__THE PROBLEM__.
The data below should be duplicated in full, unchanged.

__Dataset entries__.
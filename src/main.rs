//! A thin demonstration binary: parse a BibTeX file, import it, and print a quality report.
use std::collections::HashSet;
use std::process::ExitCode;

use bibmgr::entry::Entry;
use bibmgr::ops::{run_import, ImportOptions, OperationExecutor};
use bibmgr::quality::{build_report, RuleSet};
use bibmgr::repository::RepositoryManager;
use bibmgr::{bibtex, logger};

fn main() -> ExitCode {
    logger::init(log::LevelFilter::Info);

    let Some(path) = std::env::args().nth(1) else {
        eprintln!("usage: bibmgr <file.bib>");
        return ExitCode::FAILURE;
    };

    let bytes = match std::fs::read(&path) {
        Ok(bytes) => bytes,
        Err(err) => {
            log::error!("could not read '{path}': {err}");
            return ExitCode::FAILURE;
        }
    };

    let outcome = match bibtex::parse_bytes(&bytes) {
        Ok(outcome) => outcome,
        Err(err) => {
            log::error!("could not parse '{path}': {err}");
            return ExitCode::FAILURE;
        }
    };

    for error in &outcome.errors {
        log::warn!("{error}");
    }

    let candidates: Vec<Entry> = outcome
        .entries
        .into_iter()
        .filter_map(|keyed| match keyed.into_entry() {
            Ok(entry) => Some(entry),
            Err(err) => {
                log::warn!("skipping record: {err}");
                None
            }
        })
        .collect();

    let mut executor = OperationExecutor::new(RepositoryManager::in_memory());
    let import_outcome = match run_import(&mut executor, candidates, ImportOptions::default()) {
        Ok(outcome) => outcome,
        Err(err) => {
            log::error!("import failed: {err}");
            return ExitCode::FAILURE;
        }
    };

    log::info!(
        "imported {} entries ({} skipped, {} renamed, {} merged, {} errors)",
        import_outcome.imported.len(),
        import_outcome.skipped.len(),
        import_outcome.renamed.len(),
        import_outcome.merged.len(),
        import_outcome.errors.len(),
    );
    for error in &import_outcome.errors {
        log::warn!("{error}");
    }
    if !import_outcome.potential_duplicates.is_empty() {
        log::info!("{} potential duplicate pair(s) detected", import_outcome.potential_duplicates.len());
    }

    let entries = match executor.repository().entries().find_all() {
        Ok(entries) => entries,
        Err(err) => {
            log::error!("could not load entries for quality report: {err}");
            return ExitCode::FAILURE;
        }
    };
    let report = build_report(&entries, &RuleSet::standard(), None, &[], &HashSet::new());
    log::info!(
        "quality score {:.1} ({} issue(s) across {} entries)",
        report.quality_score(),
        report.total_issues(),
        entries.len(),
    );

    if logger::Logger::has_error() { ExitCode::FAILURE } else { ExitCode::SUCCESS }
}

__SOLUTION FOR THIS EXERCISE__.
filename src/main.rs
//! A thin demonstration binary: parse a BibTeX file, import it, and print a quality report.
use std::collections::HashSet;
use std::process::ExitCode;

use bibmgr::entry::Entry;
use bibmgr::ops::{run_import, ImportOptions, OperationExecutor};
use bibmgr::quality::{build_report, RuleSet};
use bibmgr::repository::RepositoryManager;
use bibmgr::{bibtex, logger};

fn main() -> ExitCode {
    logger::init(log::LevelFilter::Info);

    let Some(path) = std::env::args().nth(1) else {
        eprintln!("usage: bibmgr <file.bib>");
        return ExitCode::FAILURE;
    };

    let bytes = match std::fs::read(&path) {
        Ok(bytes) => bytes,
        Err(err) => {
            log::error!("could not read '{path}': {err}");
            return ExitCode::FAILURE;
        }
    };

    let outcome = match bibtex::parse_bytes(&bytes) {
        Ok(outcome) => outcome,
        Err(err) => {
            log::error!("could not parse '{path}': {err}");
            return ExitCode::FAILURE;
        }
    };

    for error in &outcome.errors {
        log::warn!("{error}");
    }

    let candidates: Vec<Entry> = outcome
        .entries
        .into_iter()
        .filter_map(|keyed| match keyed.into_entry() {
            Ok(entry) => Some(entry),
            Err(err) => {
                log::warn!("skipping record: {err}");
                None
            }
        })
        .collect();

    let mut executor = OperationExecutor::new(RepositoryManager::in_memory());
    let import_outcome = match run_import(&mut executor, candidates, ImportOptions::default()) {
        Ok(outcome) => outcome,
        Err(err) => {
            log::error!("import failed: {err}");
            return ExitCode::FAILURE;
        }
    };

    log::info!(
        "imported {} entries ({} skipped, {} renamed, {} merged, {} errors)",
        import_outcome.imported.len(),
        import_outcome.skipped.len(),
        import_outcome.renamed.len(),
        import_outcome.merged.len(),
        import_outcome.errors.len(),
    );
    for error in &import_outcome.errors {
        log::warn!("{error}");
    }
    if !import_outcome.potential_duplicates.is_empty() {
        log::info!("{} potential duplicate pair(s) detected", import_outcome.potential_duplicates.len());
    }

    let entries = match executor.repository().entries().find_all() {
        Ok(entries) => entries,
        Err(err) => {
            log::error!("could not load entries for quality report: {err}");
            return ExitCode::FAILURE;
        }
    };
    let report = build_report(&entries, &RuleSet::standard(), None, &[], &HashSet::new());
    log::info!(
        "quality score {:.1} ({} issue(s) across {} entries)",
        report.quality_score(),
        report.total_issues(),
        entries.len(),
    );

    if logger::Logger::has_error() { ExitCode::FAILURE } else { ExitCode::SUCCESS }
}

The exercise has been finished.